The objective of this study was to provide US cost estimates of the long-term complications of a primary DVT, which occurs in approximately 5% to 20% (with adequate thromboprophylaxis) and 50% (in the absence of thromboprophylaxis) of total hip replacement surgeries (THRS).

METHODS

A literature-based model was used to project the excess long-term complication costs of DVT following THRS. The model simulated the natural history of DVT complications using published estimates of the incidence and prognosis of PTS and recurrent VTE. Each complication was assigned a cost obtained by multiplying the amount of resources used in its management by the unit price of these resources.

RESULTS

The annual per-patient cost of each complication was as follows: mild-to-moderate PTS, 839 dollars in the first year and 341 dollars in subsequent years; severe PTS, 3817 dollars in the first year and 1677 dollars in subsequent years; DVT, 3798 dollars; and pulmonary embolism, 6604 dollars. The average discounted lifetime cost of DVT complications was estimated to be 3069 dollars (95% interval 2091 dollars-4279 dollars).

CONCLUSIONS

The long-term complications of a primary DVT represent a significant economic burden.

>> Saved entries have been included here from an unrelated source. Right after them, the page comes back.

use crate::client::error::ApiError;
use crate::client::{FinsightApi, Operation};
use crate::config::Settings;
use crate::domain::analysis::{AnalysisResult, AnalyzeRequest};
use crate::domain::profile::Profile;
use crate::domain::recommendation::{Recommendation, RecommendationsResponse};
use anyhow::{Context, Result};
use serde::Serialize;
use serde_json::Value;
use std::time::Duration;

#[derive(Debug, Clone)]
pub struct HttpFinsightClient {
    http: reqwest::Client,
    base_url: String,
    timeout: Duration,
}

impl HttpFinsightClient {
    pub fn from_settings(settings: &Settings) -> Result<Self> {
        let timeout = Duration::from_secs(settings.timeout_secs);
        let http = reqwest::Client::builder()
            .timeout(timeout)
            .build()
            .context("failed to build FinSight http client")?;

        Ok(Self {
            http,
            base_url: settings.api_base.clone(),
            timeout,
        })
    }

    pub fn base_url(&self) -> &str {
        &self.base_url
    }

    fn url(&self, op: Operation) -> String {
        format!("{}{}", self.base_url.trim_end_matches('/'), op.path())
    }

    async fn get_json(&self, op: Operation) -> Result<Value> {
        let req = self.http.get(self.url(op));
        self.send(op, req).await
    }

    async fn post_json<B: Serialize + ?Sized>(&self, op: Operation, body: &B) -> Result<Value> {
        let req = self.http.post(self.url(op)).json(body);
        self.send(op, req).await
    }

    async fn send(&self, op: Operation, req: reqwest::RequestBuilder) -> Result<Value> {
        tracing::debug!(operation = op.as_str(), path = op.path(), "sending request");

        let res = req.send().await.map_err(|e| {
            let detail = if e.is_timeout() {
                format!("timed out after {}s", self.timeout.as_secs())
            } else {
                e.to_string()
            };
            ApiError {
                operation: op,
                stage: "send",
                detail,
                status: None,
                raw_body: None,
                raw_body_json: None,
            }
        })?;

        let status = res.status();
        let text = res.text().await.map_err(|e| ApiError {
            operation: op,
            stage: "read_body",
            detail: e.to_string(),
            status: Some(status.as_u16()),
            raw_body: None,
            raw_body_json: None,
        })?;

        // Non-2xx is a failure even when the body is valid JSON.
        if !status.is_success() {
            let raw_body_json = serde_json::from_str::<Value>(&text).ok();
            tracing::warn!(operation = op.as_str(), %status, "backend returned error status");
            return Err(ApiError {
                operation: op,
                stage: "http",
                detail: format!("status={status}"),
                status: Some(status.as_u16()),
                raw_body: Some(text),
                raw_body_json,
            }
            .into());
        }

        let raw_json = serde_json::from_str::<Value>(&text).map_err(|e| ApiError {
            operation: op,
            stage: "decode",
            detail: format!("response is not valid JSON: {e}"),
            status: Some(status.as_u16()),
            raw_body: Some(text.clone()),
            raw_body_json: None,
        })?;

        tracing::debug!(operation = op.as_str(), %status, "request succeeded");
        Ok(raw_json)
    }
}

fn decode_error(op: Operation, err: anyhow::Error, raw: Value) -> anyhow::Error {
    ApiError {
        operation: op,
        stage: "decode",
        detail: format!("{err:#}"),
        status: None,
        raw_body: None,
        raw_body_json: Some(raw),
    }
    .into()
}

#[async_trait::async_trait]
impl FinsightApi for HttpFinsightClient {
    async fn health(&self) -> Result<Value> {
        self.get_json(Operation::Health).await
    }

    async fn save_profile(&self, profile: &Profile) -> Result<Profile> {
        let op = Operation::SaveProfile;
        let raw = self.post_json(op, profile).await?;
        serde_json::from_value::<Profile>(raw.clone())
            .context("failed to decode saved profile")
            .map_err(|e| decode_error(op, e, raw))
    }

    async fn recommendations(&self, profile: &Profile) -> Result<Vec<Recommendation>> {
        let op = Operation::Recommendations;
        let raw = self.post_json(op, profile).await?;
        // A body that is not an object at all still means "no picks".
        if !raw.is_object() {
            tracing::warn!("recommendations body is not an object; treating as empty");
            return Ok(Vec::new());
        }
        let parsed = serde_json::from_value::<RecommendationsResponse>(raw.clone())
            .context("failed to decode recommendations")
            .map_err(|e| decode_error(op, e, raw))?;
        Ok(parsed.items)
    }

    async fn analyze(&self, question: &str, profile: &Profile) -> Result<AnalysisResult> {
        let op = Operation::Analyze;
        let raw = self
            .post_json(op, &AnalyzeRequest { question, profile })
            .await?;
        AnalysisResult::from_value(raw.clone()).map_err(|e| decode_error(op, e, raw))
    }
}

Preventing a DVT could arguably lead to substantial savings in long-term DVT complications.

摘要

背景

对原发性深静脉血栓形成(DVT)长期并发症(包括血栓形成后综合征(PTS)和复发性静脉血栓栓塞(VTE))的成本估计可能与资源分配决策相关。

目的

本研究的目的是提供原发性DVT长期并发症的美国成本估计,原发性DVT发生在约5%至20%(采取适当的血栓预防措施)和50%(未采取血栓预防措施)的全髋关节置换手术(THRS)中。

方法

使用基于文献的模型来预测THRS后DVT的长期并发症额外成本。该模型利用已发表的PTS和复发性VTE发病率及预后估计值模拟DVT并发症的自然病程。每种并发症都被赋予一个成本,该成本通过将其管理中使用的资源量乘以这些资源的单价获得。

结果

每种并发症的年度人均成本如下:轻度至中度PTS,第一年为839美元,随后几年为341美元;重度PTS,第一年为3817美元,随后几年为1677美元;DVT为3798美元;肺栓塞为6604美元。DVT并发症的平均贴现终生成本估计为3069美元(95%区间为2091美元至4279美元)。

结论

原发性DVT的长期并发症代表着重大的经济负担。预防DVT可以说是能够在长期DVT并发症方面节省大量费用。